8. Payment will be paid net 30 following the end of each calendar
month. Monthly net sales are determined on the 10/th/ day of the
month following. The parties agree that there shall be no limit to
the number of referred members for which the Client shall be
entitled to receive a fee, provided that the members have been
verified as a "final sale".
9. The Client will use commercially reasonable efforts to deliver a
minimum of [***] new customers to the Company resulting from
Client's initial Customer Contact every [***] throughout the
term of this Agreement.
10. Company agrees to pay for Client's initial Customers from contact
with those same potential customers initiated in subsequent
Company generated e-mail newsletters during the third month of
every quarter throughout the term of this Agreement.
11. The Client agrees not to accept advertising in any form from
Weight Watchers during the term of this Agreement.
12. The term of this Agreement will be for a period of one (1) year.
13. Both parties agree that nothing in this Agreement constitutes any
partnership, joint venture, agency, franchise, sales
representative, or employment relationship between the parties.
13. Company will indemnify, defend, and hold harmless Client, its
officers, directors, agents and employees from and against any and
all losses, damages, suits, judgments, reasonable costs and
expenses (including reasonable attorneys' fees) arising out of any
claim or cause of action relating to the performance or
non-performance of Company's obligations as set forth herein,
including without limitation any claims or causes of action
relating to the business of Company and the content of the
materials provided by Company pursuant to Paragraph One (1).

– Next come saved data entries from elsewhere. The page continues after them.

//! Record reassembly and classification for pipe-delimited application logs.
//!
//! Log files in this format prefix every entry with a millisecond timestamp
//! (`MM/DD/YYYY HH:MM:SS.mmm`). An entry may continue over several physical
//! lines; continuation lines carry no timestamp. The pipeline here turns a
//! stream of physical lines into classified records in a single forward pass:
//!
//! ```text
//! lines ──▶ RecordReassembler ──▶ LogicalRecord ──▶ Extractor ──▶ Classification
//!                                                                  │
//!                                          RunSummary ◀── FileAnalysis
//! ```
//!
//! # Module Structure
//!
//! - [`classifier`] - timestamp prefix detection for record boundaries
//! - [`reassembler`] - joins continuation lines onto their owning record
//! - [`extractor`] - positional field parsing and state classification
//! - [`counter`] - per-state occurrence counts
//! - [`processor`] - per-file analysis and run orchestration
//! - [`summary`] - the run accumulator exposed to exporters and reports
//! - [`error`] - I/O and input-location failures

pub mod classifier;
pub mod counter;
pub mod error;
pub mod extractor;
pub mod processor;
pub mod reassembler;
pub mod summary;

pub use classifier::{is_record_start, TIMESTAMP_PREFIX_LEN};
pub use counter::StateCounter;
pub use error::IngestError;
pub use extractor::{
    Classification, ExtractedRecord, Extractor, FieldSet, StatesOfInterest, DELIMITER,
    STATE_ERROR, STATE_WARNING,
};
pub use processor::{analyze_file, analyze_reader, FileAnalysis, FileStats, LogAnalyzer};
pub use reassembler::{LogicalRecord, ReassemblerState, RecordReassembler, Records};
pub use summary::{FileReport, RunSummary, SkippedFile};
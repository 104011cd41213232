//! pipelog Library
//!
//! Reassembles multi-line, pipe-delimited application logs into logical
//! records, classifies them by state and extracts error and warning details
//! for reporting and CSV export.

pub mod config;
pub mod discovery;
pub mod export;
pub mod ingest;
pub mod report;

pub use config::Config;
pub use discovery::discover_log_files;
pub use export::{write_all, ExportOptions};
pub use ingest::{
    analyze_file, analyze_reader, is_record_start, Classification, ExtractedRecord, Extractor,
    IngestError, LogAnalyzer, LogicalRecord, RecordReassembler, RunSummary, StateCounter,
    StatesOfInterest,
};
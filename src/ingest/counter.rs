//! Per-state occurrence counts.

use std::collections::BTreeMap;

use serde::{Deserialize, Serialize};

/// Occurrences of each state code, e.g. `ERR`, `WRN`, `INF`.
///
/// Counts only ever grow. Merging two counters sums them, so the order in
/// which files are folded never changes the result.
#[derive(Debug, Clone, Default, PartialEq, Eq, Serialize, Deserialize)]
#[serde(transparent)]
pub struct StateCounter {
    counts: BTreeMap<String, u64>,
}

impl StateCounter {
    pub fn new() -> Self {
        Self::default()
    }

    pub fn increment(&mut self, state: &str) {
        self.add(state, 1);
    }

    pub fn add(&mut self, state: &str, count: u64) {
        if let Some(existing) = self.counts.get_mut(state) {
            *existing += count;
        } else {
            self.counts.insert(state.to_string(), count);
        }
    }

    /// Count for `state`, zero if never seen.
    pub fn get(&self, state: &str) -> u64 {
        self.counts.get(state).copied().unwrap_or(0)
    }

    /// Sum across all states.
    pub fn total(&self) -> u64 {
        self.counts.values().sum()
    }

    /// Number of distinct states seen.
    pub fn len(&self) -> usize {
        self.counts.len()
    }

    pub fn is_empty(&self) -> bool {
        self.counts.is_empty()
    }

    pub fn merge(&mut self, other: &StateCounter) {
        for (state, count) in &other.counts {
            self.add(state, *count);
        }
    }

    /// States in alphabetical order.
    pub fn iter(&self) -> impl Iterator<Item = (&str, u64)> {
        self.counts.iter().map(|(s, c)| (s.as_str(), *c))
    }

    /// States ordered by count descending, ties broken alphabetically.
    pub fn ranked(&self) -> Vec<(&str, u64)> {
        let mut ranked: Vec<(&str, u64)> = self.iter().collect();
        ranked.sort_by(|a, b| b.1.cmp(&a.1).then_with(|| a.0.cmp(b.0)));
        ranked
    }

    /// The most frequent state, if any.
    pub fn most_common(&self) -> Option<(&str, u64)> {
        self.ranked().into_iter().next()
    }

    /// Share of `state` in the total as a percentage (0.0 when empty).
    pub fn percentage(&self, state: &str) -> f64 {
        let total = self.total();
        if total == 0 {
            return 0.0;
        }
        self.get(state) as f64 / total as f64 * 100.0
    }
}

14. Neither Party makes any express or implied warranties or
representations with respect to its business. In addition, neither
party makes any representation that the operation of its site will
be uninterrupted or error-free, and neither will be liable for the
consequences of any interruptions or errors which are not within
the party's reasonable control.
15. The Client acknowledges that it has read this Agreement and all
its terms and conditions as stated herein.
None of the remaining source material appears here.